Говоря и думая о таких художниках, как Достоевский, Толстой, Шолохов, выходишь на основные линии развития национального, прежде всего, искусства. Но не только – фигуры, подобные им, влияют на суть культуры, изменяют самые параметры (или же существенно их корректируют) воссоздания реальности, то есть мимесиса. Такие фигуры особенно сильно наследуют национальной, в первую очередь, традиции. Причем, в полной мере обозначить данное обстоятельство, как традиция, нельзя, это гораздо сильнее и глубже, чем передача тех или иных стилевых приемов, принципов изображения человеческого характера, определенной эстетики и т. п. Вопрос заключается в том, что мы сталкиваемся с гораздо более определенными феноменами (в философском смысле этого слова), ставящими перед нами вопросы о происхождении человеческого сознания, о его отражающих реальность возможностях, о всей сфере идеального, какая, собственно, и делает человека человеком.

Здесь же оговоримся, что мы имеем виду то самое классическое понимание человека как существа, созданного по «образу и подобию божьему», с определенной гендерной проявленностью. Оно вовсе не противоречит имеющейся научной картине мира, в которой человеческое существо проходило определенную эволюцию, совмещая себя со всем живым в природе. Вкратце заметим, что разделение человеческого рода на мужское и женское начало, как и всего живого мира в среде млекопитающих, легло в основу по существу чуть ли не главного сюжета мирового искусства – воссоздания любовного чувства, страсти, тяги одного существа к другому, то есть миф любви и смерти является одним из самых базовых в мировом искусстве. Так что сегодняшние поползновения либеральных идеологов разделить людей на 30 с лишним половых различий убивают искусство и все, что с ним связанно, на корню, от него почти ничего не остается.

Разрыв между материальным существованием человека и идеальными проекциями его сознания являются одним из главных в формировании всей той сферы, какую мы обозначаем как собственно человеческую.

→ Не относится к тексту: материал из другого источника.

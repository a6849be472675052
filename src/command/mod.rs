//! External command execution abstraction
//!
//! Everything this tool does to the outside world goes through `git` and
//! `npm` child processes. The [CommandRunner] trait is the single seam for
//! that: [system::SystemRunner] spawns real processes, while
//! [mock::MockRunner] replays scripted outcomes for tests.
//!
//! # Usage
//!
//! ```rust
//! use npm_release::command::{CommandOutcome, CommandRunner, MockRunner};
//!
//! let mut runner = MockRunner::new();
//! runner.respond("git status --porcelain", CommandOutcome::ok(" M src/index.js\n"));
//!
//! let outcome = runner.run("git", &["status", "--porcelain"]);
//! assert!(outcome.success);
//! ```

pub mod mock;
pub mod system;

pub use mock::MockRunner;
pub use system::SystemRunner;

use crate::error::ReleaseError;

const NOT_FOUND_PREFIX: &str = "command not found: ";

/// Captured result of one external command invocation.
///
/// Failures are ordinary values here, not errors: callers decide what a
/// non-zero exit means for the step they are driving.
#[derive(Debug, Clone, PartialEq, Eq)]
pub struct CommandOutcome {
    pub success: bool,
    pub stdout: String,
    pub stderr: String,
}

impl CommandOutcome {
    /// Successful outcome with the given stdout
    pub fn ok(stdout: impl Into<String>) -> Self {
        CommandOutcome {
            success: true,
            stdout: stdout.into(),
            stderr: String::new(),
        }
    }

    /// Failed outcome with the given stderr
    pub fn fail(stderr: impl Into<String>) -> Self {
        CommandOutcome {
            success: false,
            stdout: String::new(),
            stderr: stderr.into(),
        }
    }

    /// Sentinel outcome for a program that exists under none of its name
    /// variants. Stays an outcome rather than an error so that callers which
    /// tolerate missing tools can keep going.
    pub fn not_found(program: &str, tried: &[String]) -> Self {
        CommandOutcome::fail(format!(
            "{}{} (tried {})",
            NOT_FOUND_PREFIX,
            program,
            tried.join(", ")
        ))
    }

    /// Whether this outcome is the not-found sentinel
    pub fn is_not_found(&self) -> bool {
        self.stderr.starts_with(NOT_FOUND_PREFIX)
    }

    /// Best human-readable failure text: stderr, then stdout, then a stub
    pub fn detail(&self) -> String {
        let err = self.stderr.trim();
        if !err.is_empty() {
            return err.to_string();
        }
        let out = self.stdout.trim();
        if !out.is_empty() {
            return out.to_string();
        }
        "command produced no output".to_string()
    }

    /// Convert a failed outcome into the matching error for `action`
    pub fn into_error(self, action: &str) -> ReleaseError {
        if self.is_not_found() {
            let target = self
                .stderr
                .strip_prefix(NOT_FOUND_PREFIX)
                .unwrap_or(&self.stderr)
                .trim()
                .to_string();
            ReleaseError::CommandNotFound(target)
        } else {
            ReleaseError::command_failed(action, self.detail())
        }
    }
}

/// Common command execution trait for abstraction
///
/// All implementors must be `Send + Sync` so components holding a runner can
/// be shared freely. Implementations never return an error from [run]: spawn
/// problems are folded into the returned [CommandOutcome] so that control
/// flow stays in the caller's hands.
///
/// [run]: CommandRunner::run
pub trait CommandRunner: Send + Sync {
    /// Run `program` with `args`, blocking until it exits.
    ///
    /// Output is captured as text (lossy UTF-8). Implementations try the
    /// platform's executable name variants in order; when none can be
    /// spawned the outcome is the not-found sentinel, and any other spawn
    /// failure becomes a failed outcome carrying the OS error text.
    fn run(&self, program: &str, args: &[&str]) -> CommandOutcome;
}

Человек (в том высоком смысле, какой мы вкладываем в этот понятие-концепт) проявляется тогда, когда он выходит за пределы своего рефлекторного, строго физического бытия – сон, еда, естественные отправления, рождение и разложение тела на химические элементы – все это не делает человека человеком, какую при этом особую форму данным процессам ни придавай (к чему, к примеру, стремились древние египтяне, мумифицируя фараонов и жрецов и тем самым продлевая, как им казалось, существование высших родов людей в ином состоянии).

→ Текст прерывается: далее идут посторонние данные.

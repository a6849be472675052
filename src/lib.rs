pub mod command;
pub mod error;
pub mod git;
pub mod manifest;
pub mod npm;
pub mod release;
pub mod ui;
pub mod version;

pub use error::{ReleaseError, Result};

Человек появляется тогда, когда он отрывается от своей материальности, физичности, когда саму эту физичность он начинает одухотворять и делать осмысленной и содержательно наполненной. Это самый тонкий момент в наших рассуждениях, поскольку слово «одухотворять» является достаточно затертым и во многом потеряло свою определенность. По существу мы говорим о сложном процессе отражения действительности (причем и слово «отражение» не в полной мере является адекватным для передачи всей сложности психических и когнитивных процессов, какие происходят в сознании человека). Процесс мышления, психических состояний можно описать при помощи физиологических представлений о прохождении электрических импульсов по нейронным сетям в головном мозгу человека, но это вовсе не отвечает на вопрос о сути данного феномена.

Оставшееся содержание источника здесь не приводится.